木の文化を感じる31のキーワード

06 自分で試行錯誤する時間

自分で試行錯誤する時間 自分で試行錯誤する時間

木にふれて手を動かす時間は、創造力を育み、心を豊かにしてくれます。
自分の手で形を生み出す喜びを味わえるのが木工の魅力です。

木には適度なやわらかさがあり、専門家でなくても、のこぎりで自由に切ったり釘やビスを使い組み立てたりできます。さらに、木の種類や大きさ、仕上がりを自分好みにカスタマイズできるのも魅力。作業中には木の香りが広がり、自然の温もりを感じながらものづくりを楽しめます。自分で手を動かし、思い描いたものを形にすることで達成感があり、完成したものには一層の愛着が湧くでしょう。
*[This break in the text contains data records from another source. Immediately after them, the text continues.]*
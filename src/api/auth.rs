//! 認証API
//!
//! ユーザー登録、ログイン、ログアウト、認証情報確認

use crate::common::auth::{Claims, UserRole};
use crate::common::error::ConsoleError;
use crate::db::settings::{
    SettingsStorage, KEY_ENABLE_LOGIN, KEY_ENABLE_LOGIN_CAPTCHA, KEY_ENABLE_REGISTRATION,
    KEY_ENABLE_REGISTER_CAPTCHA,
};
use crate::types::chat_app::default_chat_apps;
use crate::AppState;
use axum::{
    extract::State,
    http::{header, HeaderMap, StatusCode},
    response::IntoResponse,
    Extension, Json,
};
use serde::{Deserialize, Serialize};

use super::error::AppError;

/// ユーザー登録リクエスト
#[derive(Debug, Deserialize)]
pub struct RegisterRequest {
    /// ユーザー名（3〜50文字）
    pub username: String,
    /// パスワード（6文字以上）
    pub password: String,
    /// キャプチャの回答（キャプチャ有効時のみ必須）
    #[serde(default)]
    pub captcha: Option<i64>,
    /// キャプチャの期待値
    #[serde(default)]
    pub captcha_answer: Option<i64>,
}

/// ユーザー登録レスポンス
#[derive(Debug, Serialize)]
pub struct RegisterResponse {
    /// 成功フラグ
    pub success: bool,
    /// メッセージ
    pub message: String,
}

/// ログインリクエスト
#[derive(Debug, Deserialize)]
pub struct LoginRequest {
    /// ユーザー名
    pub username: String,
    /// パスワード
    pub password: String,
    /// キャプチャの回答（キャプチャ有効時のみ必須）
    #[serde(default)]
    pub captcha: Option<i64>,
    /// キャプチャの期待値
    #[serde(default)]
    pub captcha_answer: Option<i64>,
}

/// ログインレスポンス
#[derive(Debug, Serialize)]
pub struct LoginResponse {
    /// 成功フラグ
    pub success: bool,
    /// JWTトークン
    pub token: String,
    /// トークン有効期限（秒）
    pub expires_in: usize,
    /// ユーザー情報
    pub user: UserInfo,
}

/// ユーザー情報（レスポンス用）
#[derive(Debug, Serialize)]
pub struct UserInfo {
    /// ユーザーID
    pub id: String,
    /// ユーザー名
    pub username: String,
    /// ロール
    pub role: String,
}

/// 認証情報レスポンス
#[derive(Debug, Serialize)]
pub struct MeResponse {
    /// 成功フラグ
    pub success: bool,
    /// ユーザー情報
    pub user: UserInfo,
}

/// キャプチャ回答を検証
///
/// 元実装と同じく、クライアントが提示した回答と期待値を数値比較する。
/// チャレンジ生成そのものはUI層の責務。
fn verify_captcha(captcha: Option<i64>, captcha_answer: Option<i64>) -> Result<(), ConsoleError> {
    match (captcha, captcha_answer) {
        (Some(answer), Some(expected)) if answer == expected => Ok(()),
        (Some(_), Some(_)) => Err(ConsoleError::Validation("Captcha mismatch".to_string())),
        _ => Err(ConsoleError::Validation("Captcha required".to_string())),
    }
}

fn is_request_secure(headers: &HeaderMap) -> bool {
    if let Some(proto) = headers
        .get("x-forwarded-proto")
        .and_then(|value| value.to_str().ok())
    {
        if proto.eq_ignore_ascii_case("https") {
            return true;
        }
    }
    if let Some(forwarded) = headers
        .get("forwarded")
        .and_then(|value| value.to_str().ok())
    {
        if forwarded.to_ascii_lowercase().contains("proto=https") {
            return true;
        }
    }
    false
}

/// POST /api/auth/register - ユーザー登録
///
/// システム設定の`enable_registration`が有効な場合のみ受け付ける。
/// 登録成功時に既定のユーザー設定（チャットアプリ込み）を作成する。
///
/// # Returns
/// * `200 OK` - 登録成功
/// * `400 Bad Request` - バリデーション/キャプチャエラー
/// * `403 Forbidden` - 登録機能が無効
/// * `409 Conflict` - ユーザー名が既に存在
pub async fn register(
    State(state): State<AppState>,
    Json(request): Json<RegisterRequest>,
) -> Result<Json<RegisterResponse>, AppError> {
    if request.username.is_empty() || request.password.is_empty() {
        return Err(ConsoleError::Validation(
            "Username and password are required".to_string(),
        )
        .into());
    }

    let username_len = request.username.chars().count();
    if !(3..=50).contains(&username_len) {
        return Err(ConsoleError::Validation(
            "Username must be between 3 and 50 characters".to_string(),
        )
        .into());
    }

    if request.password.chars().count() < 6 {
        return Err(ConsoleError::Validation(
            "Password must be at least 6 characters".to_string(),
        )
        .into());
    }

    let settings = SettingsStorage::new(state.db_pool.clone());

    if !settings.is_enabled(KEY_ENABLE_REGISTRATION).await? {
        return Err(ConsoleError::Disabled("Registration is disabled".to_string()).into());
    }

    if settings.is_enabled(KEY_ENABLE_REGISTER_CAPTCHA).await? {
        verify_captcha(request.captcha, request.captcha_answer)?;
    }

    if crate::db::users::find_by_username(&state.db_pool, &request.username)
        .await?
        .is_some()
    {
        return Err(ConsoleError::Conflict("Username already exists".to_string()).into());
    }

    let password_hash = crate::auth::password::hash_password(&request.password)?;
    let user =
        crate::db::users::create(&state.db_pool, &request.username, &password_hash, UserRole::User)
            .await?;

    // 既定のチャットアプリつきでユーザー設定を作成
    let user_settings =
        crate::db::user_settings::UserSettings::defaults_for(user.id, default_chat_apps());
    if let Err(e) = crate::db::user_settings::upsert(&state.db_pool, &user_settings).await {
        // ユーザー自体は作成済みなので登録は成功として扱う
        tracing::warn!("Failed to seed user settings for {}: {}", user.id, e);
    }

    tracing::info!("User registered: {} (id={})", user.username, user.id);

    Ok(Json(RegisterResponse {
        success: true,
        message: "Registration successful".to_string(),
    }))
}

/// POST /api/auth/login - ログイン
///
/// ユーザー名とパスワードで認証し、JWTトークンを発行する。
/// セッションCookieも同時に設定する。
///
/// # Returns
/// * `200 OK` - ログイン成功（JWT token）
/// * `401 Unauthorized` - 認証失敗・アカウント無効
/// * `403 Forbidden` - ログイン機能が無効
pub async fn login(
    State(state): State<AppState>,
    headers: HeaderMap,
    Json(request): Json<LoginRequest>,
) -> Result<impl IntoResponse, AppError> {
    if request.username.is_empty() || request.password.is_empty() {
        return Err(ConsoleError::Validation(
            "Username and password are required".to_string(),
        )
        .into());
    }

    let settings = SettingsStorage::new(state.db_pool.clone());

    if !settings.is_enabled(KEY_ENABLE_LOGIN).await? {
        return Err(ConsoleError::Disabled("Login is disabled".to_string()).into());
    }

    if settings.is_enabled(KEY_ENABLE_LOGIN_CAPTCHA).await? {
        verify_captcha(request.captcha, request.captcha_answer)?;
    }

    let user = crate::db::users::find_by_username(&state.db_pool, &request.username)
        .await?
        .ok_or_else(|| {
            ConsoleError::Authentication("Invalid username or password".to_string())
        })?;

    if !user.is_active {
        return Err(ConsoleError::Authentication("Account is disabled".to_string()).into());
    }

    let is_valid = crate::auth::password::verify_password(&request.password, &user.password_hash)?;
    if !is_valid {
        return Err(
            ConsoleError::Authentication("Invalid username or password".to_string()).into(),
        );
    }

    // 最終ログイン時刻の更新失敗はログイン自体を妨げない
    if let Err(e) = crate::db::users::update_last_login(&state.db_pool, user.id).await {
        tracing::warn!("Failed to update last login: {}", e);
    }

    let expires_in = crate::auth::jwt::SESSION_MAX_AGE_SECS;
    let token = crate::auth::jwt::create_jwt(
        &user.id.to_string(),
        &user.username,
        user.role,
        &state.jwt_secret,
    )?;

    let cookie =
        crate::auth::build_session_cookie(&token, expires_in, is_request_secure(&headers));
    let mut response_headers = HeaderMap::new();
    response_headers.append(
        header::SET_COOKIE,
        cookie
            .parse()
            .map_err(|e| ConsoleError::Internal(format!("Invalid cookie header: {}", e)))?,
    );

    tracing::info!("User logged in: {} (id={})", user.username, user.id);

    Ok((
        StatusCode::OK,
        response_headers,
        Json(LoginResponse {
            success: true,
            token,
            expires_in,
            user: UserInfo {
                id: user.id.to_string(),
                username: user.username,
                role: user.role.as_str().to_string(),
            },
        }),
    ))
}

/// POST /api/auth/logout - ログアウト
///
/// JWTはステートレスなのでセッションCookieの削除ヘッダーを返すだけ
///
/// # Returns
/// * `204 No Content` - ログアウト成功
pub async fn logout(headers: HeaderMap) -> impl IntoResponse {
    let cookie = crate::auth::clear_session_cookie(is_request_secure(&headers));
    let mut response_headers = HeaderMap::new();
    if let Ok(value) = cookie.parse() {
        response_headers.append(header::SET_COOKIE, value);
    }
    (StatusCode::NO_CONTENT, response_headers)
}

/// GET /api/auth/me - 認証情報確認
///
/// 現在の認証済みユーザー情報を返す
///
/// # Returns
/// * `200 OK` - ユーザー情報
/// * `401 Unauthorized` - 認証されていない
/// * `404 Not Found` - ユーザーが見つからない
pub async fn me(
    Extension(claims): Extension<Claims>,
    State(state): State<AppState>,
) -> Result<Json<MeResponse>, AppError> {
    let user_id = claims
        .user_id()
        .map_err(|e| ConsoleError::Authentication(format!("Invalid user ID: {}", e)))?;

    let user = crate::db::users::find_by_id(&state.db_pool, user_id)
        .await?
        .ok_or_else(|| ConsoleError::NotFound("User not found".to_string()))?;

    Ok(Json(MeResponse {
        success: true,
        user: UserInfo {
            id: user.id.to_string(),
            username: user.username,
            role: user.role.as_str().to_string(),
        },
    }))
}
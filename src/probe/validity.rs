//! 全ステーション有効性集計
//!
//! ユーザーの全ステーションに対してモデル一覧取得を同時に走らせ、
//! ダッシュボード用の有効/無効カウントとステーション別の詳細を作る。
//! 一覧取得は軽量なGETでステーション数も高々数十のため、同時実行数の
//! 上限は設けない。

use crate::probe::{lister, usage};
use crate::types::station::Station;
use crate::types::usage::UsageSnapshot;
use reqwest::Client;
use serde::Serialize;
use uuid::Uuid;

/// ステーション別の有効性
#[derive(Debug, Clone, Serialize)]
pub struct StationValidity {
    /// ステーションID
    pub station_id: Uuid,
    /// 表示名
    pub name: String,
    /// モデル一覧取得に成功したか
    pub valid: bool,
    /// 取得できたモデル数
    pub model_count: usize,
    /// 額度スナップショット（有効なステーションのみ照会、取得できた場合のみ）
    #[serde(skip_serializing_if = "Option::is_none")]
    pub usage: Option<UsageSnapshot>,
}

/// 有効性集計
#[derive(Debug, Clone, Serialize)]
pub struct ValiditySummary {
    /// ステーション総数
    pub total: usize,
    /// 有効なステーション数
    pub valid: usize,
    /// 無効なステーション数
    pub invalid: usize,
    /// ステーション別詳細
    pub stations: Vec<StationValidity>,
}

impl ValiditySummary {
    fn empty() -> Self {
        Self {
            total: 0,
            valid: 0,
            invalid: 0,
            stations: Vec::new(),
        }
    }
}

/// 全ステーションの有効性を同時にチェックする
///
/// ステーションごとに独立したタスクを起動し、1ステーションの失敗
/// （パニックを含む）が他のステーションの集計を妨げないようにする。
/// JoinErrorになったステーションは無効としてカウントされる。
pub async fn check_all(client: &Client, stations: Vec<Station>) -> ValiditySummary {
    if stations.is_empty() {
        return ValiditySummary::empty();
    }

    let total = stations.len();
    let mut handles = Vec::with_capacity(total);

    for station in stations {
        let client = client.clone();
        let station_id = station.id;
        let station_name = station.name.clone();
        let handle = tokio::spawn(async move {
            let listing = lister::list_models(&client, &station).await;

            // 有効なステーションだけ額度を追加照会（失敗は非致命）
            let usage = if listing.valid {
                usage::fetch_usage(&client, &station).await
            } else {
                None
            };

            StationValidity {
                station_id: station.id,
                name: station.name,
                valid: listing.valid,
                model_count: listing.models.len(),
                usage,
            }
        });
        handles.push((station_id, station_name, handle));
    }

    let mut results = Vec::with_capacity(total);
    let mut valid = 0;
    let mut invalid = 0;

    for (station_id, name, handle) in handles {
        let validity = match handle.await {
            Ok(validity) => validity,
            Err(e) => {
                tracing::error!(station_id = %station_id, "Validity task join error: {}", e);
                StationValidity {
                    station_id,
                    name,
                    valid: false,
                    model_count: 0,
                    usage: None,
                }
            }
        };

        if validity.valid {
            valid += 1;
        } else {
            invalid += 1;
        }
        results.push(validity);
    }

    tracing::debug!(total, valid, invalid, "Station validity check completed");

    ValiditySummary {
        total,
        valid,
        invalid,
        stations: results,
    }
}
金沢市等が主催する木育イベントでは、初心者でも気軽に木工体験ができます。また、金沢職人大学校では「子どもマイスタースクール」を開催し、子どもたちが職人の技にふれながら、ものづくりの楽しさを学べる機会を提供しています。

Interview

子どもたちに伝統技術を伝える

金沢職人大学校で、「子どもマイスタースクール」を開催しており、建具の回を担当しています。スクールは小学4年生から中学1年生を対象に、2年間、約40回のプログラムで実施しています。つくるものはたとえば「ミニ衝立」であれば、墨付けをして材料を切り出すところから、溝をつくり、障子紙を貼ってはめ込むところまで、まさに小さいながらも、本物の衝立と同じ工程を最初から最後まで体験します。ものをつくるなかで、きっと多くの考えが生まれると思います。見た目の美しさ、使いやすさ、つくるときの効率、強度、コストなど、さまざまなことが学びになっていくのではないでしょうか。子どもたちには、職人という仕事を知り、体験するなかで、新たな発見や、人生の広がりを感じてほしいと思っています。